--- DATA PROVIDED Enclosed Below ---

//! Credential records, the credential store seam, and the app token cache

use std::sync::RwLock;

use serde::{Deserialize, Serialize};

use crate::store::StoreError;

/// Per-user provider credential, one per (user_id, provider).
#[derive(Debug, Clone, PartialEq, Serialize, Deserialize)]
pub struct Credential {
    pub user_id: String,
    pub provider: String,
    pub access_token: String,
    pub refresh_token: Option<String>,
    /// Expiry in epoch seconds. `None` means the provider gave no lifetime.
    pub expires_at: Option<i64>,
}

/// Epoch seconds `expires_in` seconds after `now_secs`, saturating.
pub fn expires_at_after(now_secs: i64, expires_in: u64) -> i64 {
    now_secs.saturating_add(i64::try_from(expires_in).unwrap_or(i64::MAX))
}

impl Credential {
    /// Whether the access token has expired as of `now_ms` (epoch millis).
    pub fn is_expired_at(&self, now_ms: i64) -> bool {
        match self.expires_at {
            Some(exp) => exp.saturating_mul(1000) < now_ms,
            None => false,
        }
    }
}

/// Storage backend for per-user credentials.
pub trait CredentialStore: Send + Sync {
    fn get_credential(&self, user_id: &str, provider: &str)
        -> Result<Option<Credential>, StoreError>;
    fn put_credential(&self, credential: Credential) -> Result<(), StoreError>;
    fn remove_credential(&self, user_id: &str, provider: &str) -> Result<bool, StoreError>;
}

/// Client-credentials token shared by every request without a user credential.
#[derive(Debug, Clone, PartialEq)]
pub struct AppToken {
    pub token: String,
    /// Epoch millis after which the token must not be served.
    pub expires_at_ms: i64,
}

/// Seconds shaved off the provider's lifetime to tolerate clock skew.
pub const APP_TOKEN_SKEW_SECS: i64 = 60;

impl AppToken {
    pub fn new(token: String, expires_in_secs: u64, now_ms: i64) -> Self {
        let lifetime_ms = i64::try_from(expires_in_secs)
            .unwrap_or(i64::MAX)
            .saturating_sub(APP_TOKEN_SKEW_SECS)
            .saturating_mul(1000);
        Self {
            token,
            expires_at_ms: now_ms.saturating_add(lifetime_ms),
        }
    }

    pub fn is_valid_at(&self, now_ms: i64) -> bool {
        now_ms < self.expires_at_ms
    }
}

/// Process-scoped holder for the app token.
///
/// Starts empty and is filled lazily. Concurrent callers may each observe an
/// expired entry and fetch a fresh token; the last write wins.
#[derive(Debug, Default)]
pub struct AppTokenCache {
    inner: RwLock<Option<AppToken>>,
}

impl AppTokenCache {
    pub fn new() -> Self {
        Self::default()
    }

    /// The cached token, if one is present and still valid at `now_ms`.
    pub fn get(&self, now_ms: i64) -> Option<String> {
        let guard = self.inner.read().unwrap_or_else(|e| e.into_inner());
        guard
            .as_ref()
            .filter(|t| t.is_valid_at(now_ms))
            .map(|t| t.token.clone())
    }

    pub fn set(&self, token: AppToken) {
        let mut guard = self.inner.write().unwrap_or_else(|e| e.into_inner());
        *guard = Some(token);
    }
}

--- End of Enclosed DATA PROVIDED ---

→ **ASSIGNMENT**: An exact copy of all the records is the expected answer.

→ **RESPONSE TO THIS EXERCISE**:
//! Credential records, the credential store seam, and the app token cache

use std::sync::RwLock;

use serde::{Deserialize, Serialize};

use crate::store::StoreError;

/// Per-user provider credential, one per (user_id, provider).
#[derive(Debug, Clone, PartialEq, Serialize, Deserialize)]
pub struct Credential {
    pub user_id: String,
    pub provider: String,
    pub access_token: String,
    pub refresh_token: Option<String>,
    /// Expiry in epoch seconds. `None` means the provider gave no lifetime.
    pub expires_at: Option<i64>,
}

/// Epoch seconds `expires_in` seconds after `now_secs`, saturating.
pub fn expires_at_after(now_secs: i64, expires_in: u64) -> i64 {
    now_secs.saturating_add(i64::try_from(expires_in).unwrap_or(i64::MAX))
}

impl Credential {
    /// Whether the access token has expired as of `now_ms` (epoch millis).
    pub fn is_expired_at(&self, now_ms: i64) -> bool {
        match self.expires_at {
            Some(exp) => exp.saturating_mul(1000) < now_ms,
            None => false,
        }
    }
}

/// Storage backend for per-user credentials.
pub trait CredentialStore: Send + Sync {
    fn get_credential(&self, user_id: &str, provider: &str)
        -> Result<Option<Credential>, StoreError>;
    fn put_credential(&self, credential: Credential) -> Result<(), StoreError>;
    fn remove_credential(&self, user_id: &str, provider: &str) -> Result<bool, StoreError>;
}

/// Client-credentials token shared by every request without a user credential.
#[derive(Debug, Clone, PartialEq)]
pub struct AppToken {
    pub token: String,
    /// Epoch millis after which the token must not be served.
    pub expires_at_ms: i64,
}

/// Seconds shaved off the provider's lifetime to tolerate clock skew.
pub const APP_TOKEN_SKEW_SECS: i64 = 60;

impl AppToken {
    pub fn new(token: String, expires_in_secs: u64, now_ms: i64) -> Self {
        let lifetime_ms = i64::try_from(expires_in_secs)
            .unwrap_or(i64::MAX)
            .saturating_sub(APP_TOKEN_SKEW_SECS)
            .saturating_mul(1000);
        Self {
            token,
            expires_at_ms: now_ms.saturating_add(lifetime_ms),
        }
    }

    pub fn is_valid_at(&self, now_ms: i64) -> bool {
        now_ms < self.expires_at_ms
    }
}

/// Process-scoped holder for the app token.
///
/// Starts empty and is filled lazily. Concurrent callers may each observe an
/// expired entry and fetch a fresh token; the last write wins.
#[derive(Debug, Default)]
pub struct AppTokenCache {
    inner: RwLock<Option<AppToken>>,
}

impl AppTokenCache {
    pub fn new() -> Self {
        Self::default()
    }

    /// The cached token, if one is present and still valid at `now_ms`.
    pub fn get(&self, now_ms: i64) -> Option<String> {
        let guard = self.inner.read().unwrap_or_else(|e| e.into_inner());
        guard
            .as_ref()
            .filter(|t| t.is_valid_at(now_ms))
            .map(|t| t.token.clone())
    }

    pub fn set(&self, token: AppToken) {
        let mut guard = self.inner.write().unwrap_or_else(|e| e.into_inner());
        *guard = Some(token);
    }
}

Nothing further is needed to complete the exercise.